Entrar a la Naturaleza, con los pies descalzos
Sabina Berman
Unos meses antes de que la pandemia ocurriera, el Papa Francisco publicó la encíclica Laudato Si. En español: Para el cuidado de nuestro Hogar Común. Es decir, para el cuidado de la Naturaleza.
La novedad era deslumbrante. Ningún texto previo del Cristianismo tiene como sujeto a la Naturaleza.
Desde entonces a hoy, los textos sobre la Naturaleza se han ido deslizando a la conversación mundial.
No es misteriosa la causa. La Naturaleza por un poco y nos extingue por vía de un bichito miscroscópico. Y si no nos extinguió, sí paralizó a nuestras poderosas economías durante un año —y nos diezmó.
Ninguna Guerra Mundial ha tenido más víctimas. 16 millones de humanos han muerto de asfixia hasta hoy por el Covid.
Como muestra de esa conversación que hoy florece sobre la Naturaleza, otros dos capullos recientes.
Los dos filósofos más atendidos de nuestro tiempo, Harari y Zizek, debatieron hace un mes sobre Humanidad y Naturaleza. El debate puede verse en Youtube. Y en la TV de Australia hace dos semanas, y causando un inusitado interés en la población, se debatió una propuesta. ¿Debemos poner precio a la Naturaleza, para protegerla?
La decepción con la encíclica del Papa es que no habla de la Naturaleza. No hay en sus líneas un solo loro. Un puma. Una catarina. No digamos un océano. O un desierto.
Para el Papa, la Naturaleza es una entidad filosófica. Algo parecido, aunque no idéntico, de lo que es en la Biblia, en sus dos partes, la judía y la cristiana, donde la Naturaleza se menciona solo como medio de transporte, como comida, como camino que cruzar o como inesperada catástrofe.
Así que la encíclica sobre la Naturaleza trata exclusivamente de los humanos.

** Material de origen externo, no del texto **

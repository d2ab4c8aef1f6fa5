//! Controller configuration.
//!
//! Values are resolved per key, highest precedence first: environment
//! variable, optional `tidegate.toml` file, built-in default. The result is
//! validated once and stays immutable for the life of the process.

use std::path::Path;
use std::str::FromStr;
use std::time::Duration;

use serde::{Deserialize, Serialize};

use crate::error::{ConfigError, ConfigResult};
use crate::types::ReplicaCount;

pub const ENV_NAMESPACE: &str = "TARGET_NAMESPACE";
pub const ENV_DEPLOYMENT: &str = "TARGET_DEPLOYMENT";
pub const ENV_MIN_REPLICAS: &str = "MIN_REPLICAS";
pub const ENV_MAX_REPLICAS: &str = "MAX_REPLICAS";
pub const ENV_CPU_THRESHOLD: &str = "CPU_THRESHOLD";
pub const ENV_MEM_THRESHOLD: &str = "MEM_THRESHOLD";
pub const ENV_P95_THRESHOLD: &str = "P95_THRESHOLD";
pub const ENV_COOLDOWN: &str = "COOLDOWN";

/// Validated controller configuration for a single managed workload.
#[derive(Debug, Clone, PartialEq)]
pub struct ScalerConfig {
    pub namespace: String,
    pub deployment: String,
    pub min_replicas: ReplicaCount,
    pub max_replicas: ReplicaCount,
    /// Millicores per replica.
    pub cpu_threshold: f64,
    /// MiB per replica.
    pub mem_threshold: f64,
    /// Milliseconds.
    pub p95_threshold: f64,
    /// Minimum time between two successful actuations.
    pub cooldown: Duration,
}

impl Default for ScalerConfig {
    fn default() -> Self {
        Self {
            namespace: "smart-autoscaler".to_string(),
            deployment: "sample-app".to_string(),
            min_replicas: 1,
            max_replicas: 10,
            cpu_threshold: 500.0,
            mem_threshold: 512.0,
            p95_threshold: 400.0,
            cooldown: Duration::from_secs(60),
        }
    }
}

/// On-disk `tidegate.toml`. Every key is optional.
#[derive(Debug, Clone, Default, Serialize, Deserialize)]
pub struct ConfigFile {
    pub target: Option<TargetSection>,
    pub scaling: Option<ScalingSection>,
}

#[derive(Debug, Clone, Default, Serialize, Deserialize)]
pub struct TargetSection {
    pub namespace: Option<String>,
    pub deployment: Option<String>,
}

#[derive(Debug, Clone, Default, Serialize, Deserialize)]
pub struct ScalingSection {
    pub min_replicas: Option<ReplicaCount>,
    pub max_replicas: Option<ReplicaCount>,
    pub cpu_threshold: Option<f64>,
    pub mem_threshold: Option<f64>,
    pub p95_threshold: Option<f64>,
    /// Human duration, e.g. "60s" or "1m30s".
    pub cooldown: Option<String>,
}

impl ConfigFile {
    pub fn from_file(path: &Path) -> ConfigResult<Self> {
        let content = std::fs::read_to_string(path)?;
        Ok(toml::from_str(&content)?)
    }
}

impl ScalerConfig {
    /// Load from the process environment, layered over an optional file.
    pub fn load(path: Option<&Path>) -> ConfigResult<Self> {
        let file = path.map(ConfigFile::from_file).transpose()?;
        Self::resolve(file.as_ref(), |key| std::env::var(key).ok())
    }

    /// Resolve every key through `lookup`, then `file`, then the defaults.
    ///
    /// Empty lookup values count as unset.
    pub fn resolve<F>(file: Option<&ConfigFile>, lookup: F) -> ConfigResult<Self>
    where
        F: Fn(&str) -> Option<String>,
    {
        let defaults = Self::default();
        let target = file.and_then(|f| f.target.clone()).unwrap_or_default();
        let scaling = file.and_then(|f| f.scaling.clone()).unwrap_or_default();
        let lookup = |key: &str| lookup(key).filter(|v| !v.trim().is_empty());

        let cooldown = match lookup(ENV_COOLDOWN).or(scaling.cooldown) {
            Some(raw) => parse_duration(ENV_COOLDOWN, &raw)?,
            None => defaults.cooldown,
        };

        let config = Self {
            namespace: lookup(ENV_NAMESPACE)
                .or(target.namespace)
                .unwrap_or(defaults.namespace),
            deployment: lookup(ENV_DEPLOYMENT)
                .or(target.deployment)
                .unwrap_or(defaults.deployment),
            min_replicas: layered(
                ENV_MIN_REPLICAS,
                lookup(ENV_MIN_REPLICAS),
                scaling.min_replicas,
                defaults.min_replicas,
            )?,
            max_replicas: layered(
                ENV_MAX_REPLICAS,
                lookup(ENV_MAX_REPLICAS),
                scaling.max_replicas,
                defaults.max_replicas,
            )?,
            cpu_threshold: layered(
                ENV_CPU_THRESHOLD,
                lookup(ENV_CPU_THRESHOLD),
                scaling.cpu_threshold,
                defaults.cpu_threshold,
            )?,
            mem_threshold: layered(
                ENV_MEM_THRESHOLD,
                lookup(ENV_MEM_THRESHOLD),
                scaling.mem_threshold,
                defaults.mem_threshold,
            )?,
            p95_threshold: layered(
                ENV_P95_THRESHOLD,
                lookup(ENV_P95_THRESHOLD),
                scaling.p95_threshold,
                defaults.p95_threshold,
            )?,
            cooldown,
        };

        config.validate()?;
        Ok(config)
    }

    /// Check the structural invariants.
    pub fn validate(&self) -> ConfigResult<()> {
        if self.namespace.trim().is_empty() || self.deployment.trim().is_empty() {
            return Err(ConfigError::Invalid(
                "namespace and deployment must be set".to_string(),
            ));
        }
        if self.min_replicas < 0 {
            return Err(ConfigError::Invalid(format!(
                "min_replicas must be >= 0, got {}",
                self.min_replicas
            )));
        }
        if self.min_replicas > self.max_replicas {
            return Err(ConfigError::Invalid(format!(
                "min_replicas ({}) exceeds max_replicas ({})",
                self.min_replicas, self.max_replicas
            )));
        }
        for (name, value) in [
            ("cpu_threshold", self.cpu_threshold),
            ("mem_threshold", self.mem_threshold),
            ("p95_threshold", self.p95_threshold),
        ] {
            if !value.is_finite() || value <= 0.0 {
                return Err(ConfigError::Invalid(format!(
                    "{name} must be a positive number, got {value}"
                )));
            }
        }
        Ok(())
    }

    /// Render the thresholds as recorded on every decision.
    pub fn thresholds_summary(&self) -> String {
        format!(
            "CPU>{:.0},Mem>{:.0},P95>{:.0}",
            self.cpu_threshold, self.mem_threshold, self.p95_threshold
        )
    }

    /// `true` when `replicas` lies inside the configured band.
    pub fn in_band(&self, replicas: ReplicaCount) -> bool {
        (self.min_replicas..=self.max_replicas).contains(&replicas)
    }
}

fn layered<T>(key: &'static str, env: Option<String>, file: Option<T>, default: T) -> ConfigResult<T>
where
    T: FromStr,
    T::Err: std::fmt::Display,
{
    match env {
        Some(raw) => raw
            .trim()
            .parse::<T>()
            .map_err(|e| ConfigError::InvalidValue {
                key,
                value: raw.clone(),
                reason: e.to_string(),
            }),
        None => Ok(file.unwrap_or(default)),
    }
}

fn parse_duration(key: &'static str, raw: &str) -> ConfigResult<Duration> {
    humantime::parse_duration(raw.trim()).map_err(|e| ConfigError::InvalidValue {
        key,
        value: raw.to_string(),
        reason: e.to_string(),
    })
}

Bla bla bla sobre lo que el Papa ve que hacemos mal con ese continente ignoto llamado Naturaleza.
Lo mismo ocurre con las otras conversaciones que mencioné antes. Los debatidores hablan de forma exclusiva de los primates habladores y su relación con esa extensa desconocida, la Naturaleza.
Es así de simple. Nuestra élite conversadora no es la adecuada para abordar el tema urgente de la Naturaleza. Está presa en ese narcicismo de nuestra especie que los historiadores llaman Humanismo y que nos piensa a los primates habladores como el centro de autoridad de la Naturaleza.
De ahí que se pregunten la pregunta equivocada. ¿Qué hacemos los humanos con la Naturaleza?
Los biólogos —y los que amamos a la Naturaleza desde hace lustros— sabemos que los humanos no somos el centro de la Naturaleza, somos solo un nódulo de un sistema extenso llamado Naturaleza. Somos Naturaleza. Y aún nuestro lenguaje es Naturaleza: soplos de aire modulado en palabras que nos hacen soñar despiertos lo que nombran.
Sabemos también que no necesitamos hacer nada con la Naturaleza, sino lo contrario, necesitamos dejar de hacer nosotros mucho, para permitirle a la Naturaleza que nos haga mejores: que nos revitalice.
Y tampoco necesitamos una nueva narrativa: la Naturaleza ya tiene su narrativa, lleva contándose desde hace millones de años, y nuestros biólogos, ecólogos y no pocos artistas ya saben mucho, aún si no todo, de esa narrativa no humana.
Las preguntas necesarias hoy son otras.
¿Cómo disolvemos la enajenación de nuestro propio cuerpo para que se alinee a lo natural? ¿Cómo alineamos el lenguaje que hoy nos enajena de lo natural, para que por lo contrario nos abra las puertas de la percepción a la Naturaleza?
¿Cómo alineamos nuestras economías a lo natural? ¿Cómo alineamos la industria y lo digital a los ciclos naturales? ¿Cómo imitamos el gobierno de la vida no humana en nuestras sociedades? ¿Cómo construimos sin petróleo y sin combustión?
Todo eso visto no como un sacrificio o un descenso a lo primitivo, sino como una evolución. Una nueva y mejor adaptación al planeta.
Y dos preguntas más.
¿Qué recompensas hay en colocarnos a disposición de lo natural?, ¿y qué peligros? ¿Cómo evolucionamos al Humanismo para volverlo un Naturalismo?